§ About this exercise
Select every line below containing the word "concurrent".

(Data excerpts)
------------------------------------------------
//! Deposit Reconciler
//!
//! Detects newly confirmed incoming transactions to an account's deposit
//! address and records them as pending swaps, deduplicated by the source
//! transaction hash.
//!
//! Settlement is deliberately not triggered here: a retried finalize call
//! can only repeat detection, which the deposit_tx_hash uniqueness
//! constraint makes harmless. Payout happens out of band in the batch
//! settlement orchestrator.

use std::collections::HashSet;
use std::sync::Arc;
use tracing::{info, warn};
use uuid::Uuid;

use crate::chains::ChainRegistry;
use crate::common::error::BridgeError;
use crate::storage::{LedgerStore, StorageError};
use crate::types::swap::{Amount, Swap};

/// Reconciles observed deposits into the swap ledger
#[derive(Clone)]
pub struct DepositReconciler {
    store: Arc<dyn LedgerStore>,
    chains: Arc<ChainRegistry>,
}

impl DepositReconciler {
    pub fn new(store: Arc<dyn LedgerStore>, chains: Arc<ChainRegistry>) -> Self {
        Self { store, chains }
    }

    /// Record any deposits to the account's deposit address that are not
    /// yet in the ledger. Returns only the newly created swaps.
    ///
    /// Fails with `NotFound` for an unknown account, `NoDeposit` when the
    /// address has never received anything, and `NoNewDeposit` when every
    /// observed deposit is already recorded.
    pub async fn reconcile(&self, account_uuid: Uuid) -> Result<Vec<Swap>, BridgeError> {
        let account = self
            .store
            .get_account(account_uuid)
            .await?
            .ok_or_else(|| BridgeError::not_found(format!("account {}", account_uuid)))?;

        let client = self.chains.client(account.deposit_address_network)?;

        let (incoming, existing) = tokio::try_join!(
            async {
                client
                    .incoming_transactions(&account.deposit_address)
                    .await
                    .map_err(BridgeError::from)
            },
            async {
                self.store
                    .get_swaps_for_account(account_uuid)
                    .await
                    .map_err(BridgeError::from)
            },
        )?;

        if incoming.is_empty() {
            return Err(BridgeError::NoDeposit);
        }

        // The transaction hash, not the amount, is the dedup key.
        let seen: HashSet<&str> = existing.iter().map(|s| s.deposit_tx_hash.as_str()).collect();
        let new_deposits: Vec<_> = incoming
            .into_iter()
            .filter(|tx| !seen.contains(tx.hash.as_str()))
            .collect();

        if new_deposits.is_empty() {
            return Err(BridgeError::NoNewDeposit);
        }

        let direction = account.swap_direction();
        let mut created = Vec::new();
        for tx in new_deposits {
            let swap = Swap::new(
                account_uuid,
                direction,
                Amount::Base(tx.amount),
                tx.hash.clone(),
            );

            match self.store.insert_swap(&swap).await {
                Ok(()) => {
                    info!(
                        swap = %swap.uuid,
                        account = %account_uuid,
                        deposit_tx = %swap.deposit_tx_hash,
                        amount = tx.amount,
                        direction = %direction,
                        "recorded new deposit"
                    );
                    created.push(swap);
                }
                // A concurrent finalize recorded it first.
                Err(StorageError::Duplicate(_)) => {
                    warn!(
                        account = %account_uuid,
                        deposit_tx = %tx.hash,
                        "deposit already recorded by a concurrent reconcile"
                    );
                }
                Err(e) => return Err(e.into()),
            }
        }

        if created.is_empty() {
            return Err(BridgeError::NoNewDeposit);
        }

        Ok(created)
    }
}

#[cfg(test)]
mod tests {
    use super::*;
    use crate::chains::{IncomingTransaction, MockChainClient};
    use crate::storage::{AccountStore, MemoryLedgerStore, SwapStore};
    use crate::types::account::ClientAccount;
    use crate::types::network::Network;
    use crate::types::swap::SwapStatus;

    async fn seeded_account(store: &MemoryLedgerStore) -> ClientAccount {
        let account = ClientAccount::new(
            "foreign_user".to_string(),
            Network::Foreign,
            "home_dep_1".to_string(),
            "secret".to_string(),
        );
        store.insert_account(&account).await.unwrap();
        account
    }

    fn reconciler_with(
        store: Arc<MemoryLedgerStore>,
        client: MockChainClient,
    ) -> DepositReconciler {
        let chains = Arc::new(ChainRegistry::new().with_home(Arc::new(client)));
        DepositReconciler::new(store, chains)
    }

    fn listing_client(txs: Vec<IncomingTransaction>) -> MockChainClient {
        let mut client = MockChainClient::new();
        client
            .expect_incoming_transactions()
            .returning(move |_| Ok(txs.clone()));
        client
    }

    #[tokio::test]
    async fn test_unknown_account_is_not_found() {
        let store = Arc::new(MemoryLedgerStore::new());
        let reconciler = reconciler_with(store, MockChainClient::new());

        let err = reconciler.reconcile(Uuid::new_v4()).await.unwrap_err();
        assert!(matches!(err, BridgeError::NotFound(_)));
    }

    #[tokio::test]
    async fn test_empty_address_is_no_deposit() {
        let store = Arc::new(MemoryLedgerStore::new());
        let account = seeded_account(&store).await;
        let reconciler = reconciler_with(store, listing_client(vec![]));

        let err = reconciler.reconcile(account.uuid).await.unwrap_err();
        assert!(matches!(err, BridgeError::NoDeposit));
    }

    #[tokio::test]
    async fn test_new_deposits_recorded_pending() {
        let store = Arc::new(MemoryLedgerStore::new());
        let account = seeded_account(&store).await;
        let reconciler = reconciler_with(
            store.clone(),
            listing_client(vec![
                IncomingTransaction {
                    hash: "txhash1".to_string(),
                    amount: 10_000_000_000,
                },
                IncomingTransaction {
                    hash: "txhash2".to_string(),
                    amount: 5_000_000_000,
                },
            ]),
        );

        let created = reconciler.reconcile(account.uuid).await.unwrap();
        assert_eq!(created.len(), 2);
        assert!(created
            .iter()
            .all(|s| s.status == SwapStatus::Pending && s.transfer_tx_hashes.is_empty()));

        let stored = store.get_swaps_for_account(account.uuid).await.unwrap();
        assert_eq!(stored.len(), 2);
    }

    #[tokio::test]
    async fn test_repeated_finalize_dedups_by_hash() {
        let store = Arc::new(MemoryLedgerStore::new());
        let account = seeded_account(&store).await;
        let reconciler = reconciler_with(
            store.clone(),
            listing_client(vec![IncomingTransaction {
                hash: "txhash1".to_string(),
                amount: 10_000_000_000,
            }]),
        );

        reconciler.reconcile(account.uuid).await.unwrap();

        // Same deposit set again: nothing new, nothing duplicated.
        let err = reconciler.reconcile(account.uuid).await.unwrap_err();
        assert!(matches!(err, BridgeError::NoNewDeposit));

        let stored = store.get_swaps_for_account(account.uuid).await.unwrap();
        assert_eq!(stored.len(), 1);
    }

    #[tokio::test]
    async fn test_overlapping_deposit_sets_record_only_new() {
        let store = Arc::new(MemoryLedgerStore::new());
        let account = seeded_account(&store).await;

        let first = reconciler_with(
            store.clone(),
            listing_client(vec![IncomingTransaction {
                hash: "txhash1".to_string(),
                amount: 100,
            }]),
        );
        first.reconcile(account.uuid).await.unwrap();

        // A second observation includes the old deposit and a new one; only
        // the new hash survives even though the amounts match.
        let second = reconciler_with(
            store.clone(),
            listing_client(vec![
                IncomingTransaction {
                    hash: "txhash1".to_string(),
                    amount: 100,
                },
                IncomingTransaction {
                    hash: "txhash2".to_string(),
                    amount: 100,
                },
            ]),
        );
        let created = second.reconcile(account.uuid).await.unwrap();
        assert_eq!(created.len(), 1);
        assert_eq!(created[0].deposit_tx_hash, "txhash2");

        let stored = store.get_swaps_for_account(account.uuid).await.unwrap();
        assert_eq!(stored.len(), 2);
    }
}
------------------------------------------------
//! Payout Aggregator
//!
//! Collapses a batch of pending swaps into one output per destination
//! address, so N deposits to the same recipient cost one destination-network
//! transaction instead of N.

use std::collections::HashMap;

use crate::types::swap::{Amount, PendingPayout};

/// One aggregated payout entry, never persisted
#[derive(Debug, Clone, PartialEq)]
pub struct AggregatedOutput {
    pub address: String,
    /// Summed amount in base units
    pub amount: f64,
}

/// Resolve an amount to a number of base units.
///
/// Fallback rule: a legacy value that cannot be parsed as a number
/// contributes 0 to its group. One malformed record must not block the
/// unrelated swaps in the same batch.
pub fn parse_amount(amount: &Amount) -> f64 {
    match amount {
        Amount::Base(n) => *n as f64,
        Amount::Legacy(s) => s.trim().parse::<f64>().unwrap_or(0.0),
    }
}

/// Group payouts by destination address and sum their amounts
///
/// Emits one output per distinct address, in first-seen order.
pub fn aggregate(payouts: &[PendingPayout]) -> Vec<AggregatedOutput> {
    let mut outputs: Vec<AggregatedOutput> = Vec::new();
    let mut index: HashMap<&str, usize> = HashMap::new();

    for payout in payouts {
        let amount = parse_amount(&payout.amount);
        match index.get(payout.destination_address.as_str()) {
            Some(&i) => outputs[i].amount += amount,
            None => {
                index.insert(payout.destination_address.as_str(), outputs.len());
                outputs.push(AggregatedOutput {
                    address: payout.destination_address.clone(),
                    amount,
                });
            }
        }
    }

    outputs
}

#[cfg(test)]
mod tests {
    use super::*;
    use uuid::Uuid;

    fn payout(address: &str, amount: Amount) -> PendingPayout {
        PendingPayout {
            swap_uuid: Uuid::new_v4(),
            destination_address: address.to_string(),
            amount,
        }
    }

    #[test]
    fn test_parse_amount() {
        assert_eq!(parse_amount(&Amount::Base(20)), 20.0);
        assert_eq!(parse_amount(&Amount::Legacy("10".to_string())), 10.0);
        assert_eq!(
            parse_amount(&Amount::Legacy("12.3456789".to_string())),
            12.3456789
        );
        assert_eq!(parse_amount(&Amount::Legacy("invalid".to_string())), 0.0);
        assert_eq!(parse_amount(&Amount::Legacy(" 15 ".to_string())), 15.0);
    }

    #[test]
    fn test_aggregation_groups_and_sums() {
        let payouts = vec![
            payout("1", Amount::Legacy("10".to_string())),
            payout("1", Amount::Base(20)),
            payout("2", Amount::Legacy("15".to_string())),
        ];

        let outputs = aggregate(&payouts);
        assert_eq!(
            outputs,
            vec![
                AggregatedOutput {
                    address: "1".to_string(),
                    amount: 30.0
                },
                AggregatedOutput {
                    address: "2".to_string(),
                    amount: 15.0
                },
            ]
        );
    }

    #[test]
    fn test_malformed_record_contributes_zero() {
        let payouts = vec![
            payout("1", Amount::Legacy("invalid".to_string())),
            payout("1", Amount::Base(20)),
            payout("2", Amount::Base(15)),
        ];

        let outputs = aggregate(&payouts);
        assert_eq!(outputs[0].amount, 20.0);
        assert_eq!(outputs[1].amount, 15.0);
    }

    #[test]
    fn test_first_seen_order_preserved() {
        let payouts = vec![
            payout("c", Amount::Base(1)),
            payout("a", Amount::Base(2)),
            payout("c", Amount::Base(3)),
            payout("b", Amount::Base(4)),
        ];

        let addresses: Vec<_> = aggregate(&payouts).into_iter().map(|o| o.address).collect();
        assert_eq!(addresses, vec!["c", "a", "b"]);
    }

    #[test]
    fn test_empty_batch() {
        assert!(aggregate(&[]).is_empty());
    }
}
------------------------------------------------
§ Exercise answer
                // A concurrent finalize recorded it first.
                        "deposit already recorded by a concurrent reconcile"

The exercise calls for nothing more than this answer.